* **Required work**
Where the records hold the string "bool", show the whole line it sits on.

* **Available data**
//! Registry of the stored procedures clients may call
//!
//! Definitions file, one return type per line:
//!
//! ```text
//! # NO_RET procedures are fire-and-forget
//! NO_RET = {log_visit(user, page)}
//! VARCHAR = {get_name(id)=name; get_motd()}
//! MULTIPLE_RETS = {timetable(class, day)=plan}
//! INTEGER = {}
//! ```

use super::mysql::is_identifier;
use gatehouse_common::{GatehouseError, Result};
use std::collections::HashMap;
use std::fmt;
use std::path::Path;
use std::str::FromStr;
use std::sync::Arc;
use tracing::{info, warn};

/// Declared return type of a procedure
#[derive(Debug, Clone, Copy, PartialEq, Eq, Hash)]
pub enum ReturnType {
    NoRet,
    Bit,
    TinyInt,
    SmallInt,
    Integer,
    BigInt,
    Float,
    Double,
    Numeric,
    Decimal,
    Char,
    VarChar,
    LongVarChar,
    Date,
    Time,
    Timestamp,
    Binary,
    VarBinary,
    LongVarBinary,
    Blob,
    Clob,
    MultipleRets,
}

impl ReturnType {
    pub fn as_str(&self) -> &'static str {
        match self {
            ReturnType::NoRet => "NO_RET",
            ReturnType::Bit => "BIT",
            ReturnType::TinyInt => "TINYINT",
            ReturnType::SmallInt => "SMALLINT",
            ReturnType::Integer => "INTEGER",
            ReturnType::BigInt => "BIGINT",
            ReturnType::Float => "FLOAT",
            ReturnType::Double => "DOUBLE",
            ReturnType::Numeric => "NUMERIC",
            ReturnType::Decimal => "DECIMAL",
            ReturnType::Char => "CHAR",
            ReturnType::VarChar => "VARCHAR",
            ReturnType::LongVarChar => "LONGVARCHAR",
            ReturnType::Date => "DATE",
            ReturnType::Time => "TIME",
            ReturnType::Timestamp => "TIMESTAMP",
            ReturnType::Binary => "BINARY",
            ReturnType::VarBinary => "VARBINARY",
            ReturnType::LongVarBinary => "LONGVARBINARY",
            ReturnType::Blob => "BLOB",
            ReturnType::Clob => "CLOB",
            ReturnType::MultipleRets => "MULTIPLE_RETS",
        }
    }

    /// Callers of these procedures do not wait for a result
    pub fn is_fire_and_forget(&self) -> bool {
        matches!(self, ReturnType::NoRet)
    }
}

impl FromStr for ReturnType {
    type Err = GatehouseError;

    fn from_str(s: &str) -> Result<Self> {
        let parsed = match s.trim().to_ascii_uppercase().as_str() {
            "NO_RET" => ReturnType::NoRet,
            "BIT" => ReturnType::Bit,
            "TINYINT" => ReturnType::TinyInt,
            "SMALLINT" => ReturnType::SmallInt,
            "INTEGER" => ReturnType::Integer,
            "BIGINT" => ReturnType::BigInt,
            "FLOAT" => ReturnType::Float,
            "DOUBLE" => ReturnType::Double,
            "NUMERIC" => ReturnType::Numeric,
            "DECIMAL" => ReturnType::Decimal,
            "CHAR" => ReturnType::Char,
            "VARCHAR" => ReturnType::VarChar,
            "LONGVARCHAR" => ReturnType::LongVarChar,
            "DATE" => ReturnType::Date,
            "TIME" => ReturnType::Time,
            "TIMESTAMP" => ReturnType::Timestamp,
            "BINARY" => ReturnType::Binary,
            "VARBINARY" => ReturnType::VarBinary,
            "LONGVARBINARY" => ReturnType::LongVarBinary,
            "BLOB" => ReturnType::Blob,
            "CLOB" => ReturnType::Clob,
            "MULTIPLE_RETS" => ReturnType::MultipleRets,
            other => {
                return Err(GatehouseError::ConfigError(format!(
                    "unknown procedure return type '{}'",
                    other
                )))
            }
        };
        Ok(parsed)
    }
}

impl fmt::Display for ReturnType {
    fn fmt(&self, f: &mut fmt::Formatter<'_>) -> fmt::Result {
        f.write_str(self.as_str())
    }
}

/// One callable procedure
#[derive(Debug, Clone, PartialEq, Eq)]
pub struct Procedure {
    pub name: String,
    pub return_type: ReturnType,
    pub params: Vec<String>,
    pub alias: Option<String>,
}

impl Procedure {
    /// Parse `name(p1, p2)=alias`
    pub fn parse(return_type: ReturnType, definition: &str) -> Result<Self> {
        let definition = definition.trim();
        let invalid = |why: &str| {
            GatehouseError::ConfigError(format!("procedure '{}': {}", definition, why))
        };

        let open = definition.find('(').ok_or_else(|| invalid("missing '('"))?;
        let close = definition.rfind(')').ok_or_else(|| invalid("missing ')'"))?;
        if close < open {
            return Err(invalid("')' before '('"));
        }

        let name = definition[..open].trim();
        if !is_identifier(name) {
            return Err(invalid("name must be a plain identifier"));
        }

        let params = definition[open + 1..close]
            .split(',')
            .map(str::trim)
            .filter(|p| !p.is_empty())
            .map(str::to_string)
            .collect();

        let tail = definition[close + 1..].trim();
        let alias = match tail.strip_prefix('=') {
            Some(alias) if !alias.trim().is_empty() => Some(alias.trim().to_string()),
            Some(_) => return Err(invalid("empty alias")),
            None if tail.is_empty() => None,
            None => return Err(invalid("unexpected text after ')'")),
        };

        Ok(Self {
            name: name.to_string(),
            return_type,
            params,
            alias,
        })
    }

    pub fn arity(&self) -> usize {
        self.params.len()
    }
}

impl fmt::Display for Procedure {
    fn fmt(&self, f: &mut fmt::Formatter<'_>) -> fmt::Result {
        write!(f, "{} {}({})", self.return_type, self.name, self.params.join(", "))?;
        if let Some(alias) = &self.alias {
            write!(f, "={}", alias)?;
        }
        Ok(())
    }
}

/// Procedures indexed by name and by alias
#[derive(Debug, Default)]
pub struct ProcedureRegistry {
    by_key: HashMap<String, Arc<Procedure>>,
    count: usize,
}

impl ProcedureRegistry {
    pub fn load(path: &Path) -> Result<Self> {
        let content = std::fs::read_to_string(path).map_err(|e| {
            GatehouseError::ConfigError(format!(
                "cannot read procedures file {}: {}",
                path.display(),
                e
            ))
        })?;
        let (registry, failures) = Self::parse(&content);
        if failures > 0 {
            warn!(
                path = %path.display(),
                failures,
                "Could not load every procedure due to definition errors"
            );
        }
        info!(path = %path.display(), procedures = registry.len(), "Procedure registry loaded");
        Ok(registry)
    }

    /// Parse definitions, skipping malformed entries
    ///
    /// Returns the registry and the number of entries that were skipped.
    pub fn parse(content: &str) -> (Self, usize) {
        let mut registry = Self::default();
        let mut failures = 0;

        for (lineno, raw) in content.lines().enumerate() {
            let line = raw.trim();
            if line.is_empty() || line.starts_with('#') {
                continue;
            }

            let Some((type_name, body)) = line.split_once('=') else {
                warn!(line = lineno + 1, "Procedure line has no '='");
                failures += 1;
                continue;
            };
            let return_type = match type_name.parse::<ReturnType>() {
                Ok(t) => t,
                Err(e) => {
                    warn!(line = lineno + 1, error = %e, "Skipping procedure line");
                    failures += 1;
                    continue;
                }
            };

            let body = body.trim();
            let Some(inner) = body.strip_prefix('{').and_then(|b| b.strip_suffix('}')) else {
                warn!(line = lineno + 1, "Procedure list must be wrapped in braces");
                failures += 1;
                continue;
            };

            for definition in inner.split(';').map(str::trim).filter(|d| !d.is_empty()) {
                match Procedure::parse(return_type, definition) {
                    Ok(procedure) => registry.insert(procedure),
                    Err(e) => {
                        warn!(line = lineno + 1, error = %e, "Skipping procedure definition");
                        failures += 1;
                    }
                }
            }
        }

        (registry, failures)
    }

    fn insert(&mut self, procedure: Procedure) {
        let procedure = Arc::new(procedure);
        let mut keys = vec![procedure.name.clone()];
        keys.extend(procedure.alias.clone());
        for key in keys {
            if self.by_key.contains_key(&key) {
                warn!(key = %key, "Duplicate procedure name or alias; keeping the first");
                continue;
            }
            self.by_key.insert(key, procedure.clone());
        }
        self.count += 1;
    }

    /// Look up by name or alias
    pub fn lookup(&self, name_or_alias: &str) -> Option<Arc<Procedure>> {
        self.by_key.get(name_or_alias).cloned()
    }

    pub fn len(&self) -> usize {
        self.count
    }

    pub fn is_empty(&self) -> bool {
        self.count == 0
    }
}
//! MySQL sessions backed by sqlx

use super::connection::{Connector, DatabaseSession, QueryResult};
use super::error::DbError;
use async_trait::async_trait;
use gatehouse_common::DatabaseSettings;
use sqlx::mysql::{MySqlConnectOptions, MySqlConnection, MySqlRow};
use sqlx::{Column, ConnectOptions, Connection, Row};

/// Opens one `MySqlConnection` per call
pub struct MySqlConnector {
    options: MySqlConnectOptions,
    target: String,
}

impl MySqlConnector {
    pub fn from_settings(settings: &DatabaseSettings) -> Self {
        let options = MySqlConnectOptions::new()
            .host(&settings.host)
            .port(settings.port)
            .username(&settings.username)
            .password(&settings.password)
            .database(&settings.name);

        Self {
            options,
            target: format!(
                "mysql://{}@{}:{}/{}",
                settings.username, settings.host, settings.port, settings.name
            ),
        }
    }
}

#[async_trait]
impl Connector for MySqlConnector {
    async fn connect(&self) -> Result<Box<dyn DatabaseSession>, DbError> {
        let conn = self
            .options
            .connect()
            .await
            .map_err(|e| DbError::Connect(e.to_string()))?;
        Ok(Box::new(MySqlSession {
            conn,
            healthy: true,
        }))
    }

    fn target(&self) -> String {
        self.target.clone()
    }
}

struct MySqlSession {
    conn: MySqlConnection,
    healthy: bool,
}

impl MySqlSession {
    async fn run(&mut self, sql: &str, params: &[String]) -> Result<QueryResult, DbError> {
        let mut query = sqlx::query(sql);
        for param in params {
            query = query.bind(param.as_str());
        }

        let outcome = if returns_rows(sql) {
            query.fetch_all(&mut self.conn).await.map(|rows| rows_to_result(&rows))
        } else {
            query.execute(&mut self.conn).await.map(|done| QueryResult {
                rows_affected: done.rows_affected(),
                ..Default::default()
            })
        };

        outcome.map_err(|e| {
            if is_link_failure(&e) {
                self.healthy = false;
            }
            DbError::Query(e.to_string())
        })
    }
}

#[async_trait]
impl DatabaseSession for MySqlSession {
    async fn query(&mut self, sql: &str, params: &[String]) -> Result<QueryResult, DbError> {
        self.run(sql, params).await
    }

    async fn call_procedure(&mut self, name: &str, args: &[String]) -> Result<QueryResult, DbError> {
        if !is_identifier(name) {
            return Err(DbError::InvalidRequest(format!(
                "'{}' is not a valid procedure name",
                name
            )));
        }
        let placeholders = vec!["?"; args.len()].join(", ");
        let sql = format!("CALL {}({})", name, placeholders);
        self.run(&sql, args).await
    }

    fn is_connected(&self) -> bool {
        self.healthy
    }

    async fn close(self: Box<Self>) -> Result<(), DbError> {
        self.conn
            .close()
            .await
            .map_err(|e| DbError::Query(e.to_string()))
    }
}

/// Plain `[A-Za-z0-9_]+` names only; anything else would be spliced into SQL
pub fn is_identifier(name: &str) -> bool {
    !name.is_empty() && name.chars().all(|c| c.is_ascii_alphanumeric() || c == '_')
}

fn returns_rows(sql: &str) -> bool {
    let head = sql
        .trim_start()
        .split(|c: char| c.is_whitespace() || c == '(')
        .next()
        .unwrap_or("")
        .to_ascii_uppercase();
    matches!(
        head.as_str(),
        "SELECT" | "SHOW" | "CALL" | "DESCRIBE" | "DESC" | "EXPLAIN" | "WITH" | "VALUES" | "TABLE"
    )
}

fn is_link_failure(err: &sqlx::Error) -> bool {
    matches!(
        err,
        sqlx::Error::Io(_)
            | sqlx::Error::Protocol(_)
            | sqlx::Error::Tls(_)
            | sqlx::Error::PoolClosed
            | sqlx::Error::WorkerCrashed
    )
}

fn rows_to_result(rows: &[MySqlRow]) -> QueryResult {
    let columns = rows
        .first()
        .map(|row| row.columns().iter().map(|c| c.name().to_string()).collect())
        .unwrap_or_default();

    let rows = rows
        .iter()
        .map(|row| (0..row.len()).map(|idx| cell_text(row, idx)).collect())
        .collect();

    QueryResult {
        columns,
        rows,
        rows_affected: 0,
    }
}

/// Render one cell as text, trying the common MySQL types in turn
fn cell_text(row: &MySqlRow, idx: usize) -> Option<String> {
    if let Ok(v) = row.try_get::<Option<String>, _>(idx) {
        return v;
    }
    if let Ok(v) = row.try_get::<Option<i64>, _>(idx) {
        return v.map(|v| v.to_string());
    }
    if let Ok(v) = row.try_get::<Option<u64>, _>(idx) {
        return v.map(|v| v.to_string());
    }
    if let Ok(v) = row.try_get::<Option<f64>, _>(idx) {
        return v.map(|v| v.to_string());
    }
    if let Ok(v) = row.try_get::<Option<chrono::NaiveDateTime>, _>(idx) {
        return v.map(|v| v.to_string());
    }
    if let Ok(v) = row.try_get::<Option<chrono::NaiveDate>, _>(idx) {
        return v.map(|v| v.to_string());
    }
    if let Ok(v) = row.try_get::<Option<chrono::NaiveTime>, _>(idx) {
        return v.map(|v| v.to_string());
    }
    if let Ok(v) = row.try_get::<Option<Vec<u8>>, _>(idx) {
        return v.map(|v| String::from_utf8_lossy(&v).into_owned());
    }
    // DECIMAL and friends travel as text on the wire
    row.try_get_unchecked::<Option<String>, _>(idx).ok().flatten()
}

* **Result**
    pub fn is_fire_and_forget(&self) -> bool {
    pub fn is_empty(&self) -> bool {
    healthy: bool,
    fn is_connected(&self) -> bool {
pub fn is_identifier(name: &str) -> bool {
fn returns_rows(sql: &str) -> bool {
fn is_link_failure(err: &sqlx::Error) -> bool {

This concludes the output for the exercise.